Rehabilitation - A simple walking program (such as 30 minutes each day) is recommended, along with specific exercises to help restore strength and flexibility to your back and legs. Hydrotherapy is also useful in the early stages (as long as the wound is sealed with a waterproof dressing). To reduce the risk of repeat herniation, you may be prohibited from bending, lifting, and twisting for the first few weeks after surgery, and sitting should be limited to 30 minutes three times per day in the first 2-4 weeks.  Driving is also not recommended for 4-6 weeks.


With both surgical and nonsurgical treatment, there is a 10-12% chance that the disc will herniate again.

The risk of nonsurgical treatment is that your symptoms may take a long time to resolve. Patients who try nonsurgical treatment for too long before electing to have surgery may experience less improvement of pain and function than those who elect to have surgery earlier. 

Surgical risks - There are minor risks associated with every surgical procedure, and include bleeding, infection, and reaction to anaesthesia. 

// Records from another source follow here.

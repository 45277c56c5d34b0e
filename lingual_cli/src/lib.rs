use std::path::PathBuf;

use clap::Parser;
use clap::Subcommand;
use clap::ValueEnum;
use lingual_core::QuizKind;

#[derive(Parser)]
#[command(
	author,
	version,
	about = "Author, inspect and assemble lingual lesson content.",
	long_about = "lingual renders tutorial lessons written in lingual's lesson markup, builds \
	              the categorised lesson index and assembles randomised quizzes from per-lesson \
	              question banks.\n\nThe project root may contain a `lingual.toml` naming the \
	              routing namespace, the data root and the route templates used for \
	              cross-reference links.\n\nQuick start:\n  lingual index            List every \
	              lesson by category\n  lingual lesson te-form   Render a lesson to HTML\n  \
	              lingual quiz te-form     Assemble a quiz from a lesson's bank\n  lingual lint \
	              lesson.md   Check markup for common mistakes"
)]
pub struct LingualCli {
	#[command(subcommand)]
	pub command: Option<Commands>,

	/// Path to the project root directory.
	#[arg(long, short, global = true)]
	pub path: Option<PathBuf>,

	/// Enable verbose output.
	#[arg(long, short, global = true, default_value_t = false)]
	pub verbose: bool,

	/// Disable colored output.
	#[arg(long, global = true, default_value_t = false)]
	pub no_color: bool,
}

#[derive(Subcommand)]
pub enum Commands {
	/// Load a lesson and print it.
	///
	/// Splits the lesson's front matter, runs the body through the transform
	/// pipeline and renders it as markdown. Fails when the slug is invalid,
	/// the lesson does not exist or its front matter is missing.
	Lesson {
		/// Slug of the lesson, e.g. `te-form`.
		slug: String,

		/// Output format. Use `html` for the rendered body only or `json` for
		/// the full lesson including title, summary, metadata and outline.
		#[arg(long, value_enum, default_value_t = LessonFormat::Html)]
		format: LessonFormat,
	},
	/// Print the lesson directory grouped by category.
	///
	/// Reads `map.json` from the data root and indexes every listed lesson.
	/// Lessons that are missing or have no metadata are skipped with a
	/// warning rather than failing the whole index.
	Index {
		/// Output format for the index. Use `text` for human-readable output
		/// or `json` for programmatic consumption.
		#[arg(long, value_enum, default_value_t = IndexFormat::Text)]
		format: IndexFormat,
	},
	/// Print a lesson's transformed question bank as JSON.
	Bank {
		/// Slug of the lesson whose bank should be loaded.
		slug: String,
	},
	/// Assemble a quiz from one or more lessons' question banks.
	///
	/// Questions from every bank are pooled, shuffled and capped. The quiz is
	/// stored in the session cache and printed together with its id.
	Quiz {
		/// Slugs of the lessons to draw questions from.
		#[arg(required = true)]
		slugs: Vec<String>,

		/// Maximum number of questions. Defaults to `[quiz] max_questions` from
		/// the config.
		#[arg(long)]
		max: Option<usize>,

		/// Title of the assembled quiz.
		#[arg(long)]
		title: Option<String>,

		/// The kind of quiz session to store.
		#[arg(long, value_enum, default_value_t = QuizKindArg::Grammar)]
		kind: QuizKindArg,
	},
	/// Run the transform pipeline over a file, or stdin, and print the result.
	///
	/// The output is the intermediate markup before markdown rendering. Useful
	/// for checking how cross-references resolve against the configured
	/// routes.
	Transform {
		/// File to transform. Reads stdin when omitted.
		file: Option<PathBuf>,
	},
	/// Check lesson files for unterminated notes, unbalanced spoilers and
	/// unclosed blocks.
	///
	/// Exits with a non-zero status code when any diagnostics are found.
	Lint {
		/// Lesson files to check.
		#[arg(required = true)]
		files: Vec<PathBuf>,
	},
}

#[derive(Debug, Clone, Copy, ValueEnum)]
pub enum LessonFormat {
	/// The rendered HTML body.
	Html,
	/// The full lesson as JSON.
	Json,
}

#[derive(Debug, Clone, Copy, ValueEnum)]
pub enum IndexFormat {
	/// Human-readable text output with colors and formatting.
	Text,
	/// JSON output for programmatic consumption.
	Json,
}

#[derive(Debug, Clone, Copy, ValueEnum)]
pub enum QuizKindArg {
	/// Grammar point drills.
	Grammar,
	/// Kanji readings and meanings.
	Kanji,
}

impl From<QuizKindArg> for QuizKind {
	fn from(kind: QuizKindArg) -> Self {
		match kind {
			QuizKindArg::Grammar => QuizKind::Grammar,
			QuizKindArg::Kanji => QuizKind::Kanji,
		}
	}
}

Specific complications from surgery for a herniated disc include:

  • Nerve injury
  • Infection
  • Tear of the sac covering the nerves (dural tear)
  • Hematoma causing nerve compression
  • Recurrent disc herniation
  • Need for further surgery


Overall, the results of microdiscectomy surgery are generally very good. Patients tend to see more improvement of leg pain than back pain. Most patients are able to resume their normal activities after a period of recovery following surgery. Typically, the first symptom to improve is pain, followed by overall strength of the leg, and then sensation (once the pressure is relieved from the nerve, the nerve “regenerates” at about 1mm per day – improvements or full return may not occur for more than 12-24 months).